Stored data:
───

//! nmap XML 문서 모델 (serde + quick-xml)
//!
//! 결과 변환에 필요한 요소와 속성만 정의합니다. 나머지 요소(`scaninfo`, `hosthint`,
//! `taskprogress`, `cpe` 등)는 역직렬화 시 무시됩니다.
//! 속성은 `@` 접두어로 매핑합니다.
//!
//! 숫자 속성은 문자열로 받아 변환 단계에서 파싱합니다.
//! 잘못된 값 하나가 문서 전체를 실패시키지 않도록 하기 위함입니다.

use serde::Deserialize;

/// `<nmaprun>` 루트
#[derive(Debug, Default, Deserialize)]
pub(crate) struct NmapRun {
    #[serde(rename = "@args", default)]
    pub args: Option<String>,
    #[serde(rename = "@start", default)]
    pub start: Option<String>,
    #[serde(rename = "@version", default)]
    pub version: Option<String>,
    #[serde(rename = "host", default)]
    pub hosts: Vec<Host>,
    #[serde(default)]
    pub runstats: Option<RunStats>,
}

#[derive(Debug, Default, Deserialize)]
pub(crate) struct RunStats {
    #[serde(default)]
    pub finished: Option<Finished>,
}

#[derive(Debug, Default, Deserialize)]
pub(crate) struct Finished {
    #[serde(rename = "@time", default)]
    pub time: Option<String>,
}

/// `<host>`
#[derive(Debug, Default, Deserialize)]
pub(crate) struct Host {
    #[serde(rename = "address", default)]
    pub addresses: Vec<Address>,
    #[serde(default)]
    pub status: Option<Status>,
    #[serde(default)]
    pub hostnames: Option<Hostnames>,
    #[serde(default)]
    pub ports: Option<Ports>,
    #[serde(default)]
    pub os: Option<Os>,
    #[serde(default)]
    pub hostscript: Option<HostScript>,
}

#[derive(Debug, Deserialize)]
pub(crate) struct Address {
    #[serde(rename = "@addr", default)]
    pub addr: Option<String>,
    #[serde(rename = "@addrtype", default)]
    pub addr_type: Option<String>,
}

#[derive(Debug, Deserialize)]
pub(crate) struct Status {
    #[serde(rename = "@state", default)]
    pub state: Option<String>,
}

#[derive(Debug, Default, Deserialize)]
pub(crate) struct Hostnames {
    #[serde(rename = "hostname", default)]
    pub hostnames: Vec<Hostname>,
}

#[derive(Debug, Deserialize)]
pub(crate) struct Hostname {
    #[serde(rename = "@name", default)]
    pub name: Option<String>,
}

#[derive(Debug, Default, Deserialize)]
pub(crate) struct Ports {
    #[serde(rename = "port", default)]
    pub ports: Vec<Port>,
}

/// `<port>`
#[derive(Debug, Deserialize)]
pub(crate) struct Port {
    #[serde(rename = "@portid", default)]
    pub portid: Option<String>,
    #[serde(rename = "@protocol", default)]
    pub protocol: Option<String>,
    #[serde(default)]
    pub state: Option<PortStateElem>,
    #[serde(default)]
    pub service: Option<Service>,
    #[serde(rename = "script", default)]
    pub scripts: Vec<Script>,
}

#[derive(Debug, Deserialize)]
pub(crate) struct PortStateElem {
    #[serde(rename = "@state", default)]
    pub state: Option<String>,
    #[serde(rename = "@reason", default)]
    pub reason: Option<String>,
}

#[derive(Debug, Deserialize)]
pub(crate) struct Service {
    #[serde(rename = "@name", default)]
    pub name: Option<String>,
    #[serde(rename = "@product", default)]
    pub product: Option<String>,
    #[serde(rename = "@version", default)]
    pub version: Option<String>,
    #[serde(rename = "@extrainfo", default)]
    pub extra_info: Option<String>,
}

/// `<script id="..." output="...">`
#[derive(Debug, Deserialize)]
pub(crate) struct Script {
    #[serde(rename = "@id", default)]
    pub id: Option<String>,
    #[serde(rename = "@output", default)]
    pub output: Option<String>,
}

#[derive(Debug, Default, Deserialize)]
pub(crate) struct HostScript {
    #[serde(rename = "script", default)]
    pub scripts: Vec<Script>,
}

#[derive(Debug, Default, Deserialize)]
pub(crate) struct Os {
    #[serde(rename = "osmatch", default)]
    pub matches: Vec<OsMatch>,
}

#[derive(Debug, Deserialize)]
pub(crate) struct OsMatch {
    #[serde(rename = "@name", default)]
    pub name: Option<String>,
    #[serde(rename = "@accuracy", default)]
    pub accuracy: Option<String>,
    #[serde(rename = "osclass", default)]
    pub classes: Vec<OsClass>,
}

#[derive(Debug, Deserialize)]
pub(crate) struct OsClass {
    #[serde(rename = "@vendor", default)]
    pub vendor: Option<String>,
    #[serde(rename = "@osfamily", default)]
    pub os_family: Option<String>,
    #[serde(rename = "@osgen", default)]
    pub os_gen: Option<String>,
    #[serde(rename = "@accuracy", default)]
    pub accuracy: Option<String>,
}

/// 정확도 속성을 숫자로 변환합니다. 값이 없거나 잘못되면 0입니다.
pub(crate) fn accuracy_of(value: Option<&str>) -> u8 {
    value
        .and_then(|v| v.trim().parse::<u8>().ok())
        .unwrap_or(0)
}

───

**INSTRUCTIONS FOR THE TASK:**
Could you reproduce every entry above exactly as written?

**TASK OUTPUT:**
//! nmap XML 문서 모델 (serde + quick-xml)
//!
//! 결과 변환에 필요한 요소와 속성만 정의합니다. 나머지 요소(`scaninfo`, `hosthint`,
//! `taskprogress`, `cpe` 등)는 역직렬화 시 무시됩니다.
//! 속성은 `@` 접두어로 매핑합니다.
//!
//! 숫자 속성은 문자열로 받아 변환 단계에서 파싱합니다.
//! 잘못된 값 하나가 문서 전체를 실패시키지 않도록 하기 위함입니다.

use serde::Deserialize;

/// `<nmaprun>` 루트
#[derive(Debug, Default, Deserialize)]
pub(crate) struct NmapRun {
    #[serde(rename = "@args", default)]
    pub args: Option<String>,
    #[serde(rename = "@start", default)]
    pub start: Option<String>,
    #[serde(rename = "@version", default)]
    pub version: Option<String>,
    #[serde(rename = "host", default)]
    pub hosts: Vec<Host>,
    #[serde(default)]
    pub runstats: Option<RunStats>,
}

#[derive(Debug, Default, Deserialize)]
pub(crate) struct RunStats {
    #[serde(default)]
    pub finished: Option<Finished>,
}

#[derive(Debug, Default, Deserialize)]
pub(crate) struct Finished {
    #[serde(rename = "@time", default)]
    pub time: Option<String>,
}

/// `<host>`
#[derive(Debug, Default, Deserialize)]
pub(crate) struct Host {
    #[serde(rename = "address", default)]
    pub addresses: Vec<Address>,
    #[serde(default)]
    pub status: Option<Status>,
    #[serde(default)]
    pub hostnames: Option<Hostnames>,
    #[serde(default)]
    pub ports: Option<Ports>,
    #[serde(default)]
    pub os: Option<Os>,
    #[serde(default)]
    pub hostscript: Option<HostScript>,
}

#[derive(Debug, Deserialize)]
pub(crate) struct Address {
    #[serde(rename = "@addr", default)]
    pub addr: Option<String>,
    #[serde(rename = "@addrtype", default)]
    pub addr_type: Option<String>,
}

#[derive(Debug, Deserialize)]
pub(crate) struct Status {
    #[serde(rename = "@state", default)]
    pub state: Option<String>,
}

#[derive(Debug, Default, Deserialize)]
pub(crate) struct Hostnames {
    #[serde(rename = "hostname", default)]
    pub hostnames: Vec<Hostname>,
}

#[derive(Debug, Deserialize)]
pub(crate) struct Hostname {
    #[serde(rename = "@name", default)]
    pub name: Option<String>,
}

#[derive(Debug, Default, Deserialize)]
pub(crate) struct Ports {
    #[serde(rename = "port", default)]
    pub ports: Vec<Port>,
}

/// `<port>`
#[derive(Debug, Deserialize)]
pub(crate) struct Port {
    #[serde(rename = "@portid", default)]
    pub portid: Option<String>,
    #[serde(rename = "@protocol", default)]
    pub protocol: Option<String>,
    #[serde(default)]
    pub state: Option<PortStateElem>,
    #[serde(default)]
    pub service: Option<Service>,
    #[serde(rename = "script", default)]
    pub scripts: Vec<Script>,
}

#[derive(Debug, Deserialize)]
pub(crate) struct PortStateElem {
    #[serde(rename = "@state", default)]
    pub state: Option<String>,
    #[serde(rename = "@reason", default)]
    pub reason: Option<String>,
}

#[derive(Debug, Deserialize)]
pub(crate) struct Service {
    #[serde(rename = "@name", default)]
    pub name: Option<String>,
    #[serde(rename = "@product", default)]
    pub product: Option<String>,
    #[serde(rename = "@version", default)]
    pub version: Option<String>,
    #[serde(rename = "@extrainfo", default)]
    pub extra_info: Option<String>,
}

/// `<script id="..." output="...">`
#[derive(Debug, Deserialize)]
pub(crate) struct Script {
    #[serde(rename = "@id", default)]
    pub id: Option<String>,
    #[serde(rename = "@output", default)]
    pub output: Option<String>,
}

#[derive(Debug, Default, Deserialize)]
pub(crate) struct HostScript {
    #[serde(rename = "script", default)]
    pub scripts: Vec<Script>,
}

#[derive(Debug, Default, Deserialize)]
pub(crate) struct Os {
    #[serde(rename = "osmatch", default)]
    pub matches: Vec<OsMatch>,
}

#[derive(Debug, Deserialize)]
pub(crate) struct OsMatch {
    #[serde(rename = "@name", default)]
    pub name: Option<String>,
    #[serde(rename = "@accuracy", default)]
    pub accuracy: Option<String>,
    #[serde(rename = "osclass", default)]
    pub classes: Vec<OsClass>,
}

#[derive(Debug, Deserialize)]
pub(crate) struct OsClass {
    #[serde(rename = "@vendor", default)]
    pub vendor: Option<String>,
    #[serde(rename = "@osfamily", default)]
    pub os_family: Option<String>,
    #[serde(rename = "@osgen", default)]
    pub os_gen: Option<String>,
    #[serde(rename = "@accuracy", default)]
    pub accuracy: Option<String>,
}

/// 정확도 속성을 숫자로 변환합니다. 값이 없거나 잘못되면 0입니다.
pub(crate) fn accuracy_of(value: Option<&str>) -> u8 {
    value
        .and_then(|v| v.trim().parse::<u8>().ok())
        .unwrap_or(0)
}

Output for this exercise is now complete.